「のみこみがはやいじゃないか星。そのとおりだ。
これに対して、"業務システム"といわれるものは、なんらかの業務を行うために必要な"複数のプログラムの集合体"をさすんだ。
例えば、在庫管理システムについて考えたとき、在庫管理を行う商品のリストが必要だよね。
さらに、在庫数を入力したり、修正したりする機能も必要になる。
ある条件で在庫数を検索したり、在庫数のおかしいものは一覧表にして印刷したりする機能だって、必要になるかもしれない…。
これら1つ1つの機能のために、それぞれ異なるプログラムを用意する必要があるんだよ」
「うっひゃー!
その1つ1つのプログラムも、複数のプロシージャの組み合わせで作らなければならないんだよね。
そりゃ、大変だ…」
星くんが、目を丸くして叫びます。
「…さらに在庫管理を行う商品のリストは今後、更新されていくよね?
…ということは、新商品の追加プログラムや、廃番商品の削除プログラムだって用意しなきゃならない」
星くんの顔が、みるみる真剣な表情に変わっていきます。
「そんな…。それじゃあ、とんでもない数のプログラムを用意しなきゃならないじゃないか…。
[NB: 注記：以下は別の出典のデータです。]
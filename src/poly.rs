//! Sparse multivariate polynomials with exact rational coefficients.
//!
//! [`Poly`] is the workhorse behind [`Expr`][crate::expr::Expr]: every
//! expression is a quotient of two `Poly`s. Terms are kept in a `BTreeMap`
//! keyed by [`Monomial`], so the leading term with respect to the lex order is
//! simply the last entry.

use std::collections::{BTreeMap, BTreeSet};
use std::fmt;

use num_bigint::BigInt;
use num_rational::BigRational;
use num_traits::{One, Signed, Zero};

use crate::monomial::Monomial;
use crate::symbol::Symbol;

/// A polynomial over `Q` in arbitrary symbols.
///
/// # Invariants
///
/// - No stored coefficient is zero.
#[derive(Debug, Clone, Default, PartialEq, Eq, Hash, PartialOrd, Ord)]
pub struct Poly {
    terms: BTreeMap<Monomial, BigRational>,
}

impl Poly {
    pub fn zero() -> Self {
        Poly::default()
    }

    pub fn one() -> Self {
        Poly::constant(BigRational::one())
    }

    pub fn constant(value: BigRational) -> Self {
        Poly::term(Monomial::one(), value)
    }

    pub fn integer(value: i64) -> Self {
        Poly::constant(BigRational::from_integer(BigInt::from(value)))
    }

    pub fn symbol(symbol: Symbol) -> Self {
        Poly::term(Monomial::var(symbol), BigRational::one())
    }

    pub fn term(monomial: Monomial, coefficient: BigRational) -> Self {
        let mut terms = BTreeMap::new();
        if !coefficient.is_zero() {
            terms.insert(monomial, coefficient);
        }
        Poly { terms }
    }

    pub fn is_zero(&self) -> bool {
        self.terms.is_empty()
    }

    pub fn is_one(&self) -> bool {
        self.as_constant().is_some_and(|c| c.is_one())
    }

    /// Returns the value if the polynomial has no symbols.
    pub fn as_constant(&self) -> Option<BigRational> {
        match self.terms.len() {
            0 => Some(BigRational::zero()),
            1 => self.terms.get(&Monomial::one()).cloned(),
            _ => None,
        }
    }

    pub fn len(&self) -> usize {
        self.terms.len()
    }

    pub fn is_empty(&self) -> bool {
        self.terms.is_empty()
    }

    pub fn terms(&self) -> impl DoubleEndedIterator<Item = (&Monomial, &BigRational)> {
        self.terms.iter()
    }

    /// Leading term with respect to the lex monomial order.
    pub fn leading_term(&self) -> Option<(&Monomial, &BigRational)> {
        self.terms.last_key_value()
    }

    pub fn leading_coefficient(&self) -> BigRational {
        self.leading_term()
            .map(|(_, c)| c.clone())
            .unwrap_or_else(BigRational::zero)
    }

    pub fn coefficient(&self, monomial: &Monomial) -> BigRational {
        self.terms
            .get(monomial)
            .cloned()
            .unwrap_or_else(BigRational::zero)
    }

    pub fn free_symbols(&self) -> BTreeSet<Symbol> {
        self.terms
            .keys()
            .flat_map(|m| m.symbols().cloned())
            .collect()
    }

    pub fn contains(&self, symbol: &Symbol) -> bool {
        self.terms.keys().any(|m| m.contains(symbol))
    }

    pub fn degree_in(&self, symbol: &Symbol) -> u32 {
        self.terms
            .keys()
            .map(|m| m.degree_of(symbol))
            .max()
            .unwrap_or(0)
    }

    /// Coefficients with respect to `symbol`, indexed by its power.
    pub fn coefficients_in(&self, symbol: &Symbol) -> Vec<Poly> {
        let mut result = vec![Poly::zero(); self.degree_in(symbol) as usize + 1];
        for (monomial, coefficient) in &self.terms {
            let (exponent, rest) = monomial.split_off(symbol);
            result[exponent as usize].add_term(rest, coefficient.clone());
        }
        result
    }

    /// Greatest common monomial divisor of all terms.
    pub fn monomial_content(&self) -> Monomial {
        let mut terms = self.terms.keys();
        match terms.next() {
            None => Monomial::one(),
            Some(first) => terms.fold(first.clone(), |acc, m| acc.gcd(m)),
        }
    }

    fn add_term(&mut self, monomial: Monomial, coefficient: BigRational) {
        if coefficient.is_zero() {
            return;
        }
        let entry = self.terms.entry(monomial);
        match entry {
            std::collections::btree_map::Entry::Vacant(e) => {
                e.insert(coefficient);
            }
            std::collections::btree_map::Entry::Occupied(mut e) => {
                *e.get_mut() += coefficient;
                if e.get().is_zero() {
                    e.remove();
                }
            }
        }
    }

    pub fn add(&self, other: &Poly) -> Poly {
        let mut result = self.clone();
        for (m, c) in &other.terms {
            result.add_term(m.clone(), c.clone());
        }
        result
    }

    pub fn sub(&self, other: &Poly) -> Poly {
        let mut result = self.clone();
        for (m, c) in &other.terms {
            result.add_term(m.clone(), -c);
        }
        result
    }

    pub fn neg(&self) -> Poly {
        Poly {
            terms: self.terms.iter().map(|(m, c)| (m.clone(), -c)).collect(),
        }
    }

    pub fn mul(&self, other: &Poly) -> Poly {
        let mut result = Poly::zero();
        for (m1, c1) in &self.terms {
            for (m2, c2) in &other.terms {
                result.add_term(m1.mul(m2), c1 * c2);
            }
        }
        result
    }

    pub fn scale(&self, factor: &BigRational) -> Poly {
        if factor.is_zero() {
            return Poly::zero();
        }
        Poly {
            terms: self
                .terms
                .iter()
                .map(|(m, c)| (m.clone(), c * factor))
                .collect(),
        }
    }

    pub fn mul_monomial(&self, monomial: &Monomial) -> Poly {
        Poly {
            terms: self
                .terms
                .iter()
                .map(|(m, c)| (m.mul(monomial), c.clone()))
                .collect(),
        }
    }

    /// Divides every term by `monomial`, which must divide all of them.
    pub fn div_monomial(&self, monomial: &Monomial) -> Option<Poly> {
        let mut terms = BTreeMap::new();
        for (m, c) in &self.terms {
            terms.insert(m.div(monomial)?, c.clone());
        }
        Some(Poly { terms })
    }

    pub fn pow(&self, k: u32) -> Poly {
        let mut result = Poly::one();
        let mut base = self.clone();
        let mut k = k;
        while k > 0 {
            if k & 1 == 1 {
                result = result.mul(&base);
            }
            k >>= 1;
            if k > 0 {
                base = base.mul(&base);
            }
        }
        result
    }

    /// Exact division: returns `q` with `self = q * divisor`, or `None` if
    /// `divisor` does not divide `self`.
    ///
    /// In any monomial order, `LT(q * d) = LT(q) * LT(d)`, so if the leading
    /// term of the remainder is not divisible by `LT(d)`, then `d` does not
    /// divide the remainder.
    pub fn div_exact(&self, divisor: &Poly) -> Option<Poly> {
        let (lead_m, lead_c) = divisor.leading_term()?;
        let mut remainder = self.clone();
        let mut quotient = Poly::zero();
        while let Some((m, c)) = remainder.leading_term() {
            let factor_m = m.div(lead_m)?;
            let factor_c = c / lead_c;
            let factor = Poly::term(factor_m, factor_c);
            remainder = remainder.sub(&divisor.mul(&factor));
            quotient = quotient.add(&factor);
        }
        Some(quotient)
    }

    /// Substitutes `symbol := value`.
    pub fn subs(&self, symbol: &Symbol, value: &Poly) -> Poly {
        if !self.contains(symbol) {
            return self.clone();
        }
        let mut powers: BTreeMap<u32, Poly> = BTreeMap::new();
        let mut result = Poly::zero();
        for (monomial, coefficient) in &self.terms {
            let (exponent, rest) = monomial.split_off(symbol);
            let power = powers
                .entry(exponent)
                .or_insert_with(|| value.pow(exponent));
            result = result.add(&power.mul_monomial(&rest).scale(coefficient));
        }
        result
    }

    /// Substitutes `symbol := numer / denom`, clearing denominators.
    ///
    /// Returns `(P, d)` such that the substituted polynomial equals
    /// `P / denom^d`, where `d` is the degree of `self` in `symbol`.
    pub fn subs_fraction(&self, symbol: &Symbol, numer: &Poly, denom: &Poly) -> (Poly, u32) {
        let degree = self.degree_in(symbol);
        if degree == 0 {
            return (self.clone(), 0);
        }
        let mut result = Poly::zero();
        for (k, coefficient) in self.coefficients_in(symbol).iter().enumerate() {
            if coefficient.is_zero() {
                continue;
            }
            let k = k as u32;
            let term = coefficient
                .mul(&numer.pow(k))
                .mul(&denom.pow(degree - k));
            result = result.add(&term);
        }
        (result, degree)
    }

    /// A sound sufficient check for strict positivity: every coefficient is
    /// positive and every symbol is assumed positive, or the polynomial is a
    /// positive constant.
    pub fn is_positive(&self) -> bool {
        !self.is_zero()
            && self
                .terms
                .iter()
                .all(|(m, c)| c.is_positive() && m.symbols().all(|s| s.is_positive()))
    }

    pub fn is_negative(&self) -> bool {
        self.neg().is_positive()
    }

    /// Rebuilds every symbol with its positivity assumption decided by `positive`.
    pub fn map_symbols(&self, positive: &impl Fn(&Symbol) -> bool) -> Poly {
        Poly {
            terms: self
                .terms
                .iter()
                .map(|(m, c)| {
                    let m = Monomial::from_powers(
                        m.powers()
                            .map(|(s, e)| (s.clone().with_positive(positive(s)), e)),
                    );
                    (m, c.clone())
                })
                .collect(),
        }
    }

    /// Evaluates with every symbol mapped to a rational value.
    pub fn eval(&self, value: &impl Fn(&Symbol) -> Option<BigRational>) -> Option<BigRational> {
        let mut acc = BigRational::zero();
        for (monomial, coefficient) in &self.terms {
            let mut term = coefficient.clone();
            for (symbol, exponent) in monomial.powers() {
                term *= value(symbol)?.pow(exponent as i32);
            }
            acc += term;
        }
        Some(acc)
    }
}

impl From<BigRational> for Poly {
    fn from(value: BigRational) -> Self {
        Poly::constant(value)
    }
}

impl From<Symbol> for Poly {
    fn from(symbol: Symbol) -> Self {
        Poly::symbol(symbol)
    }
}

impl fmt::Display for Poly {
    fn fmt(&self, f: &mut fmt::Formatter<'_>) -> fmt::Result {
        if self.is_zero() {
            return write!(f, "0");
        }
        for (i, (monomial, coefficient)) in self.terms.iter().rev().enumerate() {
            let negative = coefficient.is_negative();
            match (i, negative) {
                (0, true) => write!(f, "-")?,
                (0, false) => {}
                (_, true) => write!(f, " - ")?,
                (_, false) => write!(f, " + ")?,
            }
            let abs = coefficient.abs();
            if monomial.is_one() {
                write!(f, "{}", abs)?;
            } else if abs.is_one() {
                write!(f, "{}", monomial)?;
            } else {
                write!(f, "{}*{}", abs, monomial)?;
            }
        }
        Ok(())
    }
}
いったいシステムを完成させるのに、どれだけの時間がかかるんだよ…」
星くんは、げんなりした様子でつぶやきました。
「おまえの部長がいいだしたことは、こーいうことなんだよ。
だから簡単に考えてはダメなんだ。
しかも業務システムの場合、他にも考えなくちゃならないことがある。
…ちょっと、ここまでの流れを簡単な図にまとめてみるか」
そういうと八木くんは、PCに向かって何やら図を作り始めました。
「できた、ここまでのまとめはこんな感じになるよ」
「…うーん。これを見ただけで、すでにうんざりだけど…。